**Activity**: Work through the data line by line, gathering every line that has the word "impl".

Records contained in a dataset:
———

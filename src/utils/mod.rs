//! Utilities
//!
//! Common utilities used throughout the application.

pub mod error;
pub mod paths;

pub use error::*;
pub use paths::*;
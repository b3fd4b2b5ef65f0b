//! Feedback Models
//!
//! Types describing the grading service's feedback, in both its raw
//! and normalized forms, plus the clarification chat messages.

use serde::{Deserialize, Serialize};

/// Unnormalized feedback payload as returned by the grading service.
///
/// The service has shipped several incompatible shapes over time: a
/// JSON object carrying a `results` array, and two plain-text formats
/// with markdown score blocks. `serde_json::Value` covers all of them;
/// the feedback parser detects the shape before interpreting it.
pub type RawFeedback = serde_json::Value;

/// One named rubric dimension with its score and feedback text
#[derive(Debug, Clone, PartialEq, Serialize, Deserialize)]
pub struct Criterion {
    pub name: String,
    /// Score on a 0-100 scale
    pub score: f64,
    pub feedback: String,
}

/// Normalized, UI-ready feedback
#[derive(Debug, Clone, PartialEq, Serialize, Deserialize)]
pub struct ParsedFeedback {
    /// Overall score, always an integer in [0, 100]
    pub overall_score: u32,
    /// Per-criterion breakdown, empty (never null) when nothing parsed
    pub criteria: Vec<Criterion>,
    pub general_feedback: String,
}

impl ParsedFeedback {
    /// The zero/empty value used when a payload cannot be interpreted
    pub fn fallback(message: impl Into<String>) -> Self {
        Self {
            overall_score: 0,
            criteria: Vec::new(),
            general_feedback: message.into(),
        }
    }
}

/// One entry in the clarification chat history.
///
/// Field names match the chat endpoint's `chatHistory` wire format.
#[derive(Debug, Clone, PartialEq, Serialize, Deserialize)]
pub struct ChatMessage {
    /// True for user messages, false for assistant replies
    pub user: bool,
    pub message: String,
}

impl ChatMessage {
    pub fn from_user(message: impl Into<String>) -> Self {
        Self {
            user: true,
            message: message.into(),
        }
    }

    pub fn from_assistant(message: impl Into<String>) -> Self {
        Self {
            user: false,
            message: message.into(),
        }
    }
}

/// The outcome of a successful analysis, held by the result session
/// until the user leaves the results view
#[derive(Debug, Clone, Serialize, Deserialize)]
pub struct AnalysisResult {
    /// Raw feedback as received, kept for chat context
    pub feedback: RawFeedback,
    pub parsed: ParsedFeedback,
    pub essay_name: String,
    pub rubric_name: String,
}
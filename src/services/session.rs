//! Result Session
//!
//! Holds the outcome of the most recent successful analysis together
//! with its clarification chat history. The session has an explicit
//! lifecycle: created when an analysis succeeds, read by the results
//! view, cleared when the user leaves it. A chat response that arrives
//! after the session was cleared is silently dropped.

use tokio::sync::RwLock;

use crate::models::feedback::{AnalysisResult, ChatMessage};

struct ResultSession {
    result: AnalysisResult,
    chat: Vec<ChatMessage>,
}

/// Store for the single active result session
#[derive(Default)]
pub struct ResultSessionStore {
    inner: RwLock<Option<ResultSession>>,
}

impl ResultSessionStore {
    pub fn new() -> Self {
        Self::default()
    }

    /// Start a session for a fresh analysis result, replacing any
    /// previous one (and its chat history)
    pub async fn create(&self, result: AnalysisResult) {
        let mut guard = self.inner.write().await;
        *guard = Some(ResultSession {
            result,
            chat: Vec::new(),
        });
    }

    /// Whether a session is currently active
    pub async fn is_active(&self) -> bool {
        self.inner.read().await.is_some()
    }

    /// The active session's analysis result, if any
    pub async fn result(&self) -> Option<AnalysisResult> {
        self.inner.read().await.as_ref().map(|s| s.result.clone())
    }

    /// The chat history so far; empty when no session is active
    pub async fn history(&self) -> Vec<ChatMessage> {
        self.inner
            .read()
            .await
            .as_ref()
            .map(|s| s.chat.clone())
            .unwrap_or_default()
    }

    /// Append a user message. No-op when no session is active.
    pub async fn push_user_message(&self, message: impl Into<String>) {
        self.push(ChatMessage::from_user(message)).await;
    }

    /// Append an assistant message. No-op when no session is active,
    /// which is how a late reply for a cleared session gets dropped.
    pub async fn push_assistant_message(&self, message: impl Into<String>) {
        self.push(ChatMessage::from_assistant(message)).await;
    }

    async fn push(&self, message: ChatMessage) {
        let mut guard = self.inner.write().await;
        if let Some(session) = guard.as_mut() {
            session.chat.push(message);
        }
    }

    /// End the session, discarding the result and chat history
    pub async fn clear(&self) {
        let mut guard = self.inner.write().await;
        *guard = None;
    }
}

———

**Reply**:
impl ParsedFeedback {
    pub fn fallback(message: impl Into<String>) -> Self {
impl ChatMessage {
    pub fn from_user(message: impl Into<String>) -> Self {
    pub fn from_assistant(message: impl Into<String>) -> Self {
impl ResultSessionStore {
    pub async fn push_user_message(&self, message: impl Into<String>) {
    pub async fn push_assistant_message(&self, message: impl Into<String>) {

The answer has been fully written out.